Il punto per Castoriadis non sta nell’inventarsi nuove tecniche di rappresentanza, quanto piuttosto nel lavorare contro il disprezzo con cui viene considerato il “popolo”, oggi diremmo la cittadinanza, giudicato da sempre incapace di governare se stesso. Egli propone insomma una rivitalizzazione della democrazia locale e ciò è in sintonia con quanto altri studiosi come Charles Sabel vanno oggi proponendo (si veda a questo proposito il suo Esperimenti di nuova democrazia). Castoriadis si spinge addirittura a definire la democrazia come il regno dell’autolimitazione, e con questo concetto ci avviciniamo al cuore pulsante della teoria della decrescita.
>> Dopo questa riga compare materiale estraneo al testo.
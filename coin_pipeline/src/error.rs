//! Error types for the coin_pipeline crate

use thiserror::Error;

/// Errors raised while moving a series through the layers
#[derive(Debug, Error)]
pub enum PipelineError {
    /// Upstream data is missing an expected field
    #[error("Schema error: {0}")]
    SchemaError(String),

    /// No valid rows survived cleaning
    #[error("Empty series: no valid rows left for {0}")]
    EmptySeriesError(String),

    /// Not enough history to fit the forecasting model
    #[error(
        "Insufficient history for {asset}: need at least {required} daily points, have {available}"
    )]
    InsufficientHistoryError {
        asset: String,
        required: usize,
        available: usize,
    },

    /// A layer write failed and was rolled back
    #[error("Write error on table '{table}': {reason}")]
    WriteError { table: String, reason: String },

    /// A store read or connection failed
    #[error("Store error: {0}")]
    StoreError(String),

    /// Configuration could not be loaded or is invalid
    #[error("Config error: {0}")]
    ConfigError(String),

    /// Error from invalid parameters
    #[error("Invalid parameter: {0}")]
    InvalidParameter(String),

    /// Error from a numeric kernel
    #[error("Math error: {0}")]
    MathError(#[from] series_math::MathError),

    /// Error from IO operations
    #[error("IO error: {0}")]
    IoError(#[from] std::io::Error),
}

/// Result type with our custom error
pub type Result<T> = std::result::Result<T, PipelineError>;

impl From<rusqlite::Error> for PipelineError {
    fn from(err: rusqlite::Error) -> Self {
        PipelineError::StoreError(err.to_string())
    }
}

impl From<serde_json::Error> for PipelineError {
    fn from(err: serde_json::Error) -> Self {
        PipelineError::ConfigError(err.to_string())
    }
}
//! SQLite layer store
//!
//! Every layer table lives in one database file. Columns are created
//! without declared types; cells keep the storage class they were written
//! with and are read back as text.

use crate::data::{Asset, RawTable};
use crate::error::{PipelineError, Result};
use crate::store::{check_row_widths, CellValue, LayerStore};
use rusqlite::types::{ToSql, ToSqlOutput, Value, ValueRef};
use rusqlite::{params, params_from_iter, Connection, OptionalExtension, Transaction};
use std::path::Path;
use tracing::{debug, error};

impl ToSql for CellValue {
    fn to_sql(&self) -> rusqlite::Result<ToSqlOutput<'_>> {
        Ok(match self {
            CellValue::Null => ToSqlOutput::Owned(Value::Null),
            CellValue::Integer(i) => ToSqlOutput::Owned(Value::Integer(*i)),
            CellValue::Real(f) => ToSqlOutput::Owned(Value::Real(*f)),
            CellValue::Text(s) => ToSqlOutput::Borrowed(ValueRef::Text(s.as_bytes())),
            CellValue::Date(d) => ToSqlOutput::Owned(Value::Text(d.format("%Y-%m-%d").to_string())),
        })
    }
}

/// Layer store backed by a SQLite database
#[derive(Debug)]
pub struct SqliteStore {
    conn: Connection,
}

impl SqliteStore {
    /// Open (or create) a database file
    pub fn open(path: impl AsRef<Path>) -> Result<Self> {
        let conn = Connection::open(path.as_ref())?;
        let _ = conn.execute_batch("PRAGMA journal_mode=WAL; PRAGMA synchronous=NORMAL;");
        debug!(path = %path.as_ref().display(), "opened sqlite store");
        Ok(Self { conn })
    }

    /// Open a private in-memory database
    pub fn open_in_memory() -> Result<Self> {
        Ok(Self {
            conn: Connection::open_in_memory()?,
        })
    }

    /// Underlying connection, e.g. for seeding raw tables
    pub fn connection(&self) -> &Connection {
        &self.conn
    }

    /// Write a raw ingest table for an asset, replacing any previous rows
    pub fn write_raw(&mut self, asset: Asset, raw: &RawTable) -> Result<usize> {
        let columns: Vec<&str> = raw.headers().iter().map(String::as_str).collect();
        let rows: Vec<Vec<CellValue>> = raw
            .rows()
            .iter()
            .map(|row| {
                row.iter()
                    .map(|cell| cell.clone().map_or(CellValue::Null, CellValue::Text))
                    .collect()
            })
            .collect();
        self.replace_table(asset.bronze_table(), &columns, &rows)
    }

    fn table_exists(&self, table: &str) -> Result<bool> {
        let found: Option<String> = self
            .conn
            .query_row(
                "SELECT name FROM sqlite_master WHERE type = 'table' AND name = ?1",
                params![table],
                |row| row.get(0),
            )
            .optional()?;
        Ok(found.is_some())
    }
}

/// Double-quote an identifier; table and column names come from headers.
fn quote_ident(name: &str) -> String {
    format!("\"{}\"", name.replace('"', "\"\""))
}

fn value_text(value: ValueRef<'_>) -> Option<String> {
    match value {
        ValueRef::Null | ValueRef::Blob(_) => None,
        ValueRef::Integer(i) => Some(i.to_string()),
        ValueRef::Real(f) => Some(f.to_string()),
        ValueRef::Text(bytes) => Some(String::from_utf8_lossy(bytes).into_owned()),
    }
}

fn write_rows(
    tx: &Transaction<'_>,
    table: &str,
    columns: &[&str],
    rows: &[Vec<CellValue>],
) -> rusqlite::Result<usize> {
    let column_list = columns
        .iter()
        .map(|c| quote_ident(c))
        .collect::<Vec<_>>()
        .join(", ");
    let placeholders = (1..=columns.len())
        .map(|i| format!("?{}", i))
        .collect::<Vec<_>>()
        .join(", ");

    tx.execute_batch(&format!(
        "CREATE TABLE IF NOT EXISTS {} ({});",
        quote_ident(table),
        column_list
    ))?;
    tx.execute(&format!("DELETE FROM {}", quote_ident(table)), [])?;

    let mut stmt = tx.prepare(&format!(
        "INSERT INTO {} ({}) VALUES ({})",
        quote_ident(table),
        column_list,
        placeholders
    ))?;
    for row in rows {
        stmt.execute(params_from_iter(row.iter()))?;
    }
    Ok(rows.len())
}

impl LayerStore for SqliteStore {
    fn load_table(&self, table: &str) -> Result<RawTable> {
        if !self.table_exists(table)? {
            return Err(PipelineError::StoreError(format!("Table not found: {}", table)));
        }

        let mut stmt = self
            .conn
            .prepare(&format!("SELECT * FROM {} ORDER BY rowid", quote_ident(table)))?;
        let headers: Vec<String> = stmt.column_names().iter().map(|c| c.to_string()).collect();
        let width = headers.len();

        let mut raw = RawTable::new(headers);
        let mut rows = stmt.query([])?;
        while let Some(row) = rows.next()? {
            let cells = (0..width)
                .map(|i| row.get_ref(i).map(value_text))
                .collect::<rusqlite::Result<Vec<_>>>()?;
            raw.push_row(cells)?;
        }
        Ok(raw)
    }

    fn replace_table(
        &mut self,
        table: &str,
        columns: &[&str],
        rows: &[Vec<CellValue>],
    ) -> Result<usize> {
        check_row_widths(table, columns, rows)?;
        if columns.is_empty() {
            return Err(PipelineError::WriteError {
                table: table.to_string(),
                reason: "no columns given".to_string(),
            });
        }

        let write_error = |e: rusqlite::Error| {
            error!(table, error = %e, "table replacement failed, rolled back");
            PipelineError::WriteError {
                table: table.to_string(),
                reason: e.to_string(),
            }
        };

        // Dropping an uncommitted transaction rolls it back.
        let tx = self.conn.transaction().map_err(write_error)?;
        let written = write_rows(&tx, table, columns, rows).map_err(write_error)?;
        tx.commit().map_err(write_error)?;

        debug!(table, rows = written, "replaced table");
        Ok(written)
    }
}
Egli sottolinea come la società capitalistica corra verso l’autodistruzione perchè non sa autolimitarsi, la vera libertà è invece attività che si auto-istituisce, e proprio il concetto di limite autoimposto è ciò che sancisce un legame strettissimo con Latouche.

 

Castoriadis sostiene che la maggiore difficoltà della democrazia sia di non riuscire a comprendere e accettare che l'attività umana è capace di poter fare tutto, ma che allo stesso tempo non deve fare tutto. La democrazia va dunque compresa come uno spazio non riassumibile nella semplice azione di governo, ma piuttosto come una una realtà in cui filosofia e politica si fondono, permettendo la realizzazione di ciò che l’autore definisce con il termine «autonomia»: la comprensione da parte della società di essere essa stessa la fonte delle proprie norme, autonomia è consapevolezza del darsi un’auto-legislazione. Dalla democrazia emergerà così sia l’identità di pensiero e azione, sia la possibilità concreta di smontare l’ormai dilagante convinzione secondo cui il mito socio-politico del neoliberismo è qualcosa di indistruttibile, di irriformabile, di incontrovertibile, di dato e necessario. Come afferma lo stesso Latouche «La forza del pensiero di Castoriadis sta nell'indurre allo svelamento delle mitologie sociali che sottendono l'ordine delle cose» ( p.24) e questa è anche la forza, nonché l’obiettivo, della teoria della decrescita.

 

Sempre sulla distruzione dei miti quali forme di dominio imposte all’uomo da se stesso, leggiamo: «La crisi attuale avanza verso un punto in cui o saremo di fronte a una catastrofe naturale o sociale, o prima o dopo di essa gli uomini reagiranno in un modo o nell’altro, e cercheranno di stabilire nuove forme di vita che abbiano per loro senso. É qualcosa che non possiamo fare per loro o al loro posto, così come non possiamo dire come potrebbe essere fatto. Quello che possiamo fare è

distruggere i miti che, più ancora del denaro e delle armi, costituiscono l’ostacolo più forte sulla via di una ricostruzione della società umana». (Cornelius Castoriadis, Une société à la dérive, 2005, p. 189.) La sfida è allora quella di diventare consapevoli che ciò che ci è dato può essere cambiato, non esiste una politica irreversibile.